### Task item
Reproduce the records below in their entirety, character for character.

### Given data
= = =

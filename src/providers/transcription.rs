//! Streaming transcription protocol
//!
//! Transcription streams send many `transcript.text.delta` frames and one
//! authoritative `transcript.text.done` frame. Forward mode passes frames
//! through; aggregate mode keeps the frames and scans them from the end for
//! the done frame.

use serde_json::Value;

use crate::accumulate::{parse_json, provider_error, AccumulatorState, Aggregate, ProviderStreamAdapter};
use crate::native::response::TranscriptionResponse;
use crate::native::streaming::{format_sse_data, format_sse_done, StreamError};
use crate::streaming::parse_sse_frame;

const DONE_EVENT: &str = "transcript.text.done";

#[derive(Debug, Clone)]
pub struct TranscriptionAdapter {
    provider: &'static str,
}

impl TranscriptionAdapter {
    pub fn new(provider: &'static str) -> Self {
        Self { provider }
    }
}

/// Payload of a data frame, `None` for `[DONE]` and empty frames
fn payload(frame: &str) -> Result<Option<Value>, StreamError> {
    let sse = parse_sse_frame(frame);
    if sse.is_done() || sse.data.is_empty() {
        return Ok(None);
    }
    let payload = parse_json(&sse.data)?;
    match provider_error(&payload) {
        Some(err) => Err(err),
        None => Ok(Some(payload)),
    }
}

/// Find the authoritative frame, scanning from the last one
pub fn find_done(frames: &[String]) -> Option<TranscriptionResponse> {
    frames.iter().rev().find_map(|data| {
        let payload: Value = serde_json::from_str(data).ok()?;
        if payload.get("type").and_then(Value::as_str) != Some(DONE_EVENT) {
            return None;
        }
        Some(TranscriptionResponse {
            text: payload
                .get("text")
                .and_then(Value::as_str)
                .unwrap_or_default()
                .to_string(),
            usage: payload.get("usage").filter(|u| !u.is_null()).cloned(),
        })
    })
}

impl ProviderStreamAdapter for TranscriptionAdapter {
    fn provider(&self) -> &str {
        self.provider
    }

    fn frame_to_chunk(
        &self,
        frame: &str,
        _state: &mut AccumulatorState,
    ) -> Result<Option<String>, StreamError> {
        if parse_sse_frame(frame).is_done() {
            return Ok(Some(format_sse_done()));
        }
        Ok(payload(frame)?.map(|payload| format_sse_data(&payload)))
    }

    fn fold_frame(&self, state: &mut AccumulatorState, frame: &str) -> Result<(), StreamError> {
        if let Some(payload) = payload(frame)? {
            state.frames.push(payload.to_string());
        }
        Ok(())
    }

    fn finish(&self, state: AccumulatorState) -> Aggregate {
        Aggregate::Transcription(find_done(&state.frames).unwrap_or_default())
    }
}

= = =

### Exercise solution
filename src/providers/transcription.rs
//! Streaming transcription protocol
//!
//! Transcription streams send many `transcript.text.delta` frames and one
//! authoritative `transcript.text.done` frame. Forward mode passes frames
//! through; aggregate mode keeps the frames and scans them from the end for
//! the done frame.

use serde_json::Value;

use crate::accumulate::{parse_json, provider_error, AccumulatorState, Aggregate, ProviderStreamAdapter};
use crate::native::response::TranscriptionResponse;
use crate::native::streaming::{format_sse_data, format_sse_done, StreamError};
use crate::streaming::parse_sse_frame;

const DONE_EVENT: &str = "transcript.text.done";

#[derive(Debug, Clone)]
pub struct TranscriptionAdapter {
    provider: &'static str,
}

impl TranscriptionAdapter {
    pub fn new(provider: &'static str) -> Self {
        Self { provider }
    }
}

/// Payload of a data frame, `None` for `[DONE]` and empty frames
fn payload(frame: &str) -> Result<Option<Value>, StreamError> {
    let sse = parse_sse_frame(frame);
    if sse.is_done() || sse.data.is_empty() {
        return Ok(None);
    }
    let payload = parse_json(&sse.data)?;
    match provider_error(&payload) {
        Some(err) => Err(err),
        None => Ok(Some(payload)),
    }
}

/// Find the authoritative frame, scanning from the last one
pub fn find_done(frames: &[String]) -> Option<TranscriptionResponse> {
    frames.iter().rev().find_map(|data| {
        let payload: Value = serde_json::from_str(data).ok()?;
        if payload.get("type").and_then(Value::as_str) != Some(DONE_EVENT) {
            return None;
        }
        Some(TranscriptionResponse {
            text: payload
                .get("text")
                .and_then(Value::as_str)
                .unwrap_or_default()
                .to_string(),
            usage: payload.get("usage").filter(|u| !u.is_null()).cloned(),
        })
    })
}

impl ProviderStreamAdapter for TranscriptionAdapter {
    fn provider(&self) -> &str {
        self.provider
    }

    fn frame_to_chunk(
        &self,
        frame: &str,
        _state: &mut AccumulatorState,
    ) -> Result<Option<String>, StreamError> {
        if parse_sse_frame(frame).is_done() {
            return Ok(Some(format_sse_done()));
        }
        Ok(payload(frame)?.map(|payload| format_sse_data(&payload)))
    }

    fn fold_frame(&self, state: &mut AccumulatorState, frame: &str) -> Result<(), StreamError> {
        if let Some(payload) = payload(frame)? {
            state.frames.push(payload.to_string());
        }
        Ok(())
    }

    fn finish(&self, state: AccumulatorState) -> Aggregate {
        Aggregate::Transcription(find_done(&state.frames).unwrap_or_default())
    }
}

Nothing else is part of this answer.